• [EXERCISE INSTRUCTIONS]: Using the string "centers" as the key, pull each matching line out of the records below.

• [AVAILABLE DATA]:
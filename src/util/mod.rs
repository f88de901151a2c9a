pub mod vec2;
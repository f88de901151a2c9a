//! Corridor navigation graph
//!
//! Nodes are corridor endpoints (hub centers, ring corners, spawn anchors and
//! spawn centers), deduplicated by exact position. Edges are undirected and
//! weighted by Euclidean length. The graph is built once per match and shared
//! read-only between every bot through an `Arc`.

use std::cmp::Reverse;
use std::collections::BinaryHeap;

use bitvec::prelude::*;
use rand::Rng;
use rustc_hash::FxHashMap;
use smallvec::SmallVec;

use crate::game::agent::SpawnStatus;
use crate::game::map::ArenaMap;
use crate::util::vec2::Vec2;

pub type NodeId = usize;

/// What a node represents in the map
#[derive(Debug, Clone, Copy, PartialEq, Eq)]
pub enum NodeKind {
    /// Hub center or corridor junction in the open arena
    Junction,
    /// Arena end of a spawn connector
    SpawnAnchor,
    /// Inside a spawn sanctuary; only reachable while that zone is active
    SpawnCenter,
}

#[derive(Debug, Clone)]
pub struct NavNode {
    pub id: NodeId,
    pub position: Vec2,
    pub kind: NodeKind,
    /// Owning sanctuary of a `SpawnCenter`
    pub zone_id: Option<u8>,
    pub neighbors: SmallVec<[NodeId; 4]>,
}

impl NavNode {
    /// Whether an agent with this spawn status can stand on the node
    #[inline]
    pub fn is_walkable_for(&self, spawn: SpawnStatus) -> bool {
        match self.kind {
            NodeKind::SpawnCenter => spawn.is_protected() && self.zone_id == spawn.zone_id,
            NodeKind::Junction | NodeKind::SpawnAnchor => true,
        }
    }
}

/// Source of paths between world points.
///
/// `NavGraph` is the default provider. A host with a richer navigator
/// (a navmesh, say) injects its own implementation into the bot driver.
pub trait NavProvider: Send + Sync {
    /// Ordered points from near `from` to near `to`; empty when unreachable
    fn find_path(&self, from: Vec2, to: Vec2) -> Vec<Vec2>;

    /// Path for an agent with the given spawn status. Providers without a
    /// notion of sanctuaries route as `find_path`.
    fn find_path_for(&self, from: Vec2, to: Vec2, spawn: SpawnStatus) -> Vec<Vec2> {
        let _ = spawn;
        self.find_path(from, to)
    }
}

#[derive(Debug, Clone, Default)]
pub struct NavGraph {
    nodes: Vec<NavNode>,
    lookup: FxHashMap<(u32, u32), NodeId>,
}

/// Exact-match key; folds -0.0 into 0.0
#[inline]
fn position_key(position: Vec2) -> (u32, u32) {
    ((position.x + 0.0).to_bits(), (position.y + 0.0).to_bits())
}

impl NavGraph {
    pub fn new() -> Self {
        Self::default()
    }

    /// Build from arena corridors, spawn connectors and anchor-to-hub links
    pub fn from_map(map: &ArenaMap) -> Self {
        let mut graph = Self::new();
        for corridor in map.corridors() {
            graph.add_segment(
                corridor.start,
                NodeKind::Junction,
                corridor.end,
                NodeKind::Junction,
            );
        }
        for zone in map.spawn_zones() {
            graph.add_segment(
                zone.anchor,
                NodeKind::SpawnAnchor,
                zone.center,
                NodeKind::SpawnCenter,
            );
            if let Some(id) = graph.node_at(zone.center) {
                graph.nodes[id].zone_id = Some(zone.id);
            }
            if let Some(hub) = map.hub_containing(zone.anchor) {
                graph.add_segment(zone.anchor, NodeKind::SpawnAnchor, hub.center, NodeKind::Junction);
            }
        }
        graph
    }

    /// Add an undirected edge, creating endpoint nodes as needed
    pub fn add_segment(&mut self, a: Vec2, kind_a: NodeKind, b: Vec2, kind_b: NodeKind) {
        let id_a = self.get_or_create(a, kind_a);
        let id_b = self.get_or_create(b, kind_b);
        self.connect(id_a, id_b);
    }

    fn get_or_create(&mut self, position: Vec2, kind: NodeKind) -> NodeId {
        let key = position_key(position);
        if let Some(&id) = self.lookup.get(&key) {
            return id;
        }
        let id = self.nodes.len();
        self.nodes.push(NavNode {
            id,
            position,
            kind,
            zone_id: None,
            neighbors: SmallVec::new(),
        });
        self.lookup.insert(key, id);
        id
    }

    fn connect(&mut self, a: NodeId, b: NodeId) {
        if a == b || self.nodes[a].neighbors.contains(&b) {
            return;
        }
        self.nodes[a].neighbors.push(b);
        self.nodes[b].neighbors.push(a);
    }

    #[inline]
    pub fn len(&self) -> usize {
        self.nodes.len()
    }

    #[inline]
    pub fn is_empty(&self) -> bool {
        self.nodes.is_empty()
    }

    pub fn node(&self, id: NodeId) -> Option<&NavNode> {
        self.nodes.get(id)
    }

    pub fn nodes(&self) -> &[NavNode] {
        &self.nodes
    }

    pub fn node_at(&self, position: Vec2) -> Option<NodeId> {
        self.lookup.get(&position_key(position)).copied()
    }

    /// Nearest node by squared distance; `None` on an empty graph
    pub fn find_closest_node(&self, point: Vec2) -> Option<NodeId> {
        self.find_closest_node_where(point, |_| true)
    }

    /// Nearest node accepted by `allow`
    pub fn find_closest_node_where<F>(&self, point: Vec2, allow: F) -> Option<NodeId>
    where
        F: Fn(&NavNode) -> bool,
    {
        let mut best: Option<(NodeId, f32)> = None;
        for node in self.nodes.iter().filter(|node| allow(*node)) {
            let d = node.position.distance_sq_to(point);
            if best.map_or(true, |(_, best_d)| d < best_d) {
                best = Some((node.id, d));
            }
        }
        best.map(|(id, _)| id)
    }

    /// Snap both ends to nodes and return the node positions of the shortest
    /// path, inclusive. Empty if no path exists.
    pub fn find_path(&self, start: Vec2, goal: Vec2) -> Vec<Vec2> {
        self.find_path_where(start, goal, |_| true)
    }

    /// As `find_path`, but neither snapping nor the search touches another
    /// sanctuary's center, which the agent could never stand on.
    pub fn find_path_for(&self, start: Vec2, goal: Vec2, spawn: SpawnStatus) -> Vec<Vec2> {
        self.find_path_where(start, goal, |node| node.is_walkable_for(spawn))
    }

    fn find_path_where<F>(&self, start: Vec2, goal: Vec2, allow: F) -> Vec<Vec2>
    where
        F: Fn(&NavNode) -> bool,
    {
        let (Some(start_id), Some(goal_id)) = (
            self.find_closest_node_where(start, &allow),
            self.find_closest_node_where(goal, &allow),
        ) else {
            return Vec::new();
        };
        self.path_between_where(start_id, goal_id, &allow)
            .map(|ids| ids.into_iter().map(|id| self.nodes[id].position).collect())
            .unwrap_or_default()
    }

    /// A* between two nodes. Cost and heuristic are both Euclidean, so the
    /// heuristic is admissible and consistent.
    pub fn path_between(&self, start: NodeId, goal: NodeId) -> Option<Vec<NodeId>> {
        self.path_between_where(start, goal, |_| true)
    }

    /// A* restricted to nodes accepted by `allow`
    pub fn path_between_where<F>(&self, start: NodeId, goal: NodeId, allow: F) -> Option<Vec<NodeId>>
    where
        F: Fn(&NavNode) -> bool,
    {
        let n = self.nodes.len();
        if start >= n || goal >= n {
            return None;
        }
        if start == goal {
            return Some(vec![start]);
        }

        let goal_pos = self.nodes[goal].position;
        let mut g_score = vec![f32::INFINITY; n];
        let mut came_from: Vec<Option<NodeId>> = vec![None; n];
        let mut closed = bitvec![0; n];

        // Non-negative f32 bit patterns order like the floats themselves.
        // The sequence number makes ties pop in insertion order.
        let mut open: BinaryHeap<Reverse<(u32, u64, NodeId)>> = BinaryHeap::new();
        let mut seq: u64 = 0;
        g_score[start] = 0.0;
        open.push(Reverse((
            self.nodes[start].position.distance_to(goal_pos).to_bits(),
            seq,
            start,
        )));

        while let Some(Reverse((_, _, current))) = open.pop() {
            if closed[current] {
                continue;
            }
            if current == goal {
                return Some(self.reconstruct(&came_from, start, goal));
            }
            closed.set(current, true);

            let current_pos = self.nodes[current].position;
            for &next in &self.nodes[current].neighbors {
                if closed[next] || !allow(&self.nodes[next]) {
                    continue;
                }
                let next_pos = self.nodes[next].position;
                let tentative = g_score[current] + current_pos.distance_to(next_pos);
                if tentative < g_score[next] {
                    g_score[next] = tentative;
                    came_from[next] = Some(current);
                    seq += 1;
                    let f = tentative + next_pos.distance_to(goal_pos);
                    open.push(Reverse((f.to_bits(), seq, next)));
                }
            }
        }

        None
    }

    fn reconstruct(&self, came_from: &[Option<NodeId>], start: NodeId, goal: NodeId) -> Vec<NodeId> {
        let mut path = vec![goal];
        let mut current = goal;
        while current != start {
            match came_from[current] {
                Some(prev) => {
                    path.push(prev);
                    current = prev;
                }
                None => break,
            }
        }
        path.reverse();
        path
    }

    /// Sum of edge lengths along a node position list
    pub fn path_length(points: &[Vec2]) -> f32 {
        points.windows(2).map(|w| w[0].distance_to(w[1])).sum()
    }

    /// Uniformly random node that a bot outside spawn can stand on
    pub fn random_node<R: Rng + ?Sized>(&self, rng: &mut R) -> Option<Vec2> {
        let walkable: SmallVec<[NodeId; 64]> = self
            .nodes
            .iter()
            .filter(|node| node.kind != NodeKind::SpawnCenter)
            .map(|node| node.id)
            .collect();
        if walkable.is_empty() {
            return None;
        }
        let pick = walkable[rng.gen_range(0..walkable.len())];
        Some(self.nodes[pick].position)
    }

    /// True if every node can reach every other node
    pub fn is_connected(&self) -> bool {
        if self.nodes.is_empty() {
            return true;
        }
        let mut seen = bitvec![0; self.nodes.len()];
        let mut stack = vec![0];
        seen.set(0, true);
        while let Some(id) = stack.pop() {
            for &next in &self.nodes[id].neighbors {
                if !seen[next] {
                    seen.set(next, true);
                    stack.push(next);
                }
            }
        }
        seen.all()
    }
}

impl NavProvider for NavGraph {
    fn find_path(&self, from: Vec2, to: Vec2) -> Vec<Vec2> {
        NavGraph::find_path(self, from, to)
    }

    fn find_path_for(&self, from: Vec2, to: Vec2, spawn: SpawnStatus) -> Vec<Vec2> {
        NavGraph::find_path_for(self, from, to, spawn)
    }
}
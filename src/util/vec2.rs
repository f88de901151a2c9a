use serde::{Deserialize, Serialize};
use std::ops::{Add, AddAssign, Mul, MulAssign, Neg, Sub, SubAssign};

/// Q16.16 scale used by the server for positions and radii
pub const FIXED_SCALE: f32 = 65536.0;

/// 2D vector in arena world units
#[derive(Debug, Clone, Copy, Default, Serialize, Deserialize, PartialEq)]
pub struct Vec2 {
    pub x: f32,
    pub y: f32,
}

impl Vec2 {
    pub const ZERO: Vec2 = Vec2 { x: 0.0, y: 0.0 };
    pub const RIGHT: Vec2 = Vec2 { x: 1.0, y: 0.0 };
    pub const UP: Vec2 = Vec2 { x: 0.0, y: 1.0 };

    #[inline]
    pub const fn new(x: f32, y: f32) -> Self {
        Self { x, y }
    }

    #[inline]
    pub fn from_angle(angle: f32) -> Self {
        Self {
            x: angle.cos(),
            y: angle.sin(),
        }
    }

    /// Decode a server Q16.16 pair
    #[inline]
    pub fn from_fixed(raw: [i32; 2]) -> Self {
        Self {
            x: raw[0] as f32 / FIXED_SCALE,
            y: raw[1] as f32 / FIXED_SCALE,
        }
    }

    /// Encode as a server Q16.16 pair (truncating, like the server)
    #[inline]
    pub fn to_fixed(&self) -> [i32; 2] {
        [(self.x * FIXED_SCALE) as i32, (self.y * FIXED_SCALE) as i32]
    }

    #[inline]
    pub fn length(&self) -> f32 {
        (self.x * self.x + self.y * self.y).sqrt()
    }

    #[inline]
    pub fn length_sq(&self) -> f32 {
        self.x * self.x + self.y * self.y
    }

    pub fn normalize(&self) -> Self {
        let len = self.length();
        if len > 0.0 {
            Self {
                x: self.x / len,
                y: self.y / len,
            }
        } else {
            Self::ZERO
        }
    }

    /// Returns normalized vector and original length
    pub fn normalize_with_length(&self) -> (Self, f32) {
        let len = self.length();
        if len > 0.0 {
            (
                Self {
                    x: self.x / len,
                    y: self.y / len,
                },
                len,
            )
        } else {
            (Self::ZERO, 0.0)
        }
    }

    #[inline]
    pub fn dot(&self, other: Vec2) -> f32 {
        self.x * other.x + self.y * other.y
    }

    /// 2D cross product (returns scalar z-component)
    #[inline]
    pub fn cross(&self, other: Vec2) -> f32 {
        self.x * other.y - self.y * other.x
    }

    #[inline]
    pub fn distance_to(&self, other: Vec2) -> f32 {
        (*self - other).length()
    }

    #[inline]
    pub fn distance_sq_to(&self, other: Vec2) -> f32 {
        (*self - other).length_sq()
    }

    pub fn clamp_length(&self, max: f32) -> Self {
        let len = self.length();
        if len > max && len > 0.0 {
            *self * (max / len)
        } else {
            *self
        }
    }

    pub fn lerp(&self, other: Vec2, t: f32) -> Self {
        *self + (other - *self) * t
    }

    /// Counter-clockwise rotation by `angle` radians
    pub fn rotate(&self, angle: f32) -> Self {
        let (sin, cos) = (angle.sin(), angle.cos());
        Self {
            x: self.x * cos - self.y * sin,
            y: self.x * sin + self.y * cos,
        }
    }

    /// Returns perpendicular vector (rotated 90 degrees counter-clockwise)
    pub fn perpendicular(&self) -> Self {
        Self {
            x: -self.y,
            y: self.x,
        }
    }

    /// Signed angle from this vector to `other`, in (-PI, PI]
    pub fn angle_to(&self, other: Vec2) -> f32 {
        (self.cross(other)).atan2(self.dot(other))
    }

    /// Spherical interpolation between two directions.
    ///
    /// Both inputs are treated as directions; the result is a unit vector
    /// rotated `t` of the way along the shorter arc. A zero input yields the
    /// other direction.
    pub fn slerp(&self, other: Vec2, t: f32) -> Self {
        let from = self.normalize();
        let to = other.normalize();
        if from == Vec2::ZERO {
            return to;
        }
        if to == Vec2::ZERO {
            return from;
        }
        let t = t.clamp(0.0, 1.0);
        let mut angle = from.angle_to(to);
        // Exactly opposite: pick a side so the turn is well defined
        if (angle.abs() - std::f32::consts::PI).abs() < 1e-6 {
            angle = std::f32::consts::PI;
        }
        from.rotate(angle * t)
    }

    /// Check if vector is approximately zero
    pub fn is_zero(&self, epsilon: f32) -> bool {
        self.x.abs() < epsilon && self.y.abs() < epsilon
    }

    /// Check if vector is approximately equal to another
    pub fn approx_eq(&self, other: Vec2, epsilon: f32) -> bool {
        (self.x - other.x).abs() < epsilon && (self.y - other.y).abs() < epsilon
    }
}

impl Add for Vec2 {
    type Output = Self;
    fn add(self, rhs: Self) -> Self {
        Self {
            x: self.x + rhs.x,
            y: self.y + rhs.y,
        }
    }
}

impl Sub for Vec2 {
    type Output = Self;
    fn sub(self, rhs: Self) -> Self {
        Self {
            x: self.x - rhs.x,
            y: self.y - rhs.y,
        }
    }
}

impl Mul<f32> for Vec2 {
    type Output = Self;
    fn mul(self, rhs: f32) -> Self {
        Self {
            x: self.x * rhs,
            y: self.y * rhs,
        }
    }
}

impl Mul<Vec2> for f32 {
    type Output = Vec2;
    fn mul(self, rhs: Vec2) -> Vec2 {
        Vec2 {
            x: self * rhs.x,
            y: self * rhs.y,
        }
    }
}

impl Neg for Vec2 {
    type Output = Self;
    fn neg(self) -> Self {
        Self {
            x: -self.x,
            y: -self.y,
        }
    }
}

impl AddAssign for Vec2 {
    fn add_assign(&mut self, rhs: Self) {
        self.x += rhs.x;
        self.y += rhs.y;
    }
}

impl SubAssign for Vec2 {
    fn sub_assign(&mut self, rhs: Self) {
        self.x -= rhs.x;
        self.y -= rhs.y;
    }
}

impl MulAssign<f32> for Vec2 {
    fn mul_assign(&mut self, rhs: f32) {
        self.x *= rhs;
        self.y *= rhs;
    }
}
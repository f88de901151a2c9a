//! Wire protocol and the adapters that move it in and out of bots

pub mod feed;
pub mod inbox;
pub mod protocol;
pub mod sink;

• [RESPONSE AREA]:
//! Nodes are corridor endpoints (hub centers, ring corners, spawn anchors and
//! spawn centers), deduplicated by exact position. Edges are undirected and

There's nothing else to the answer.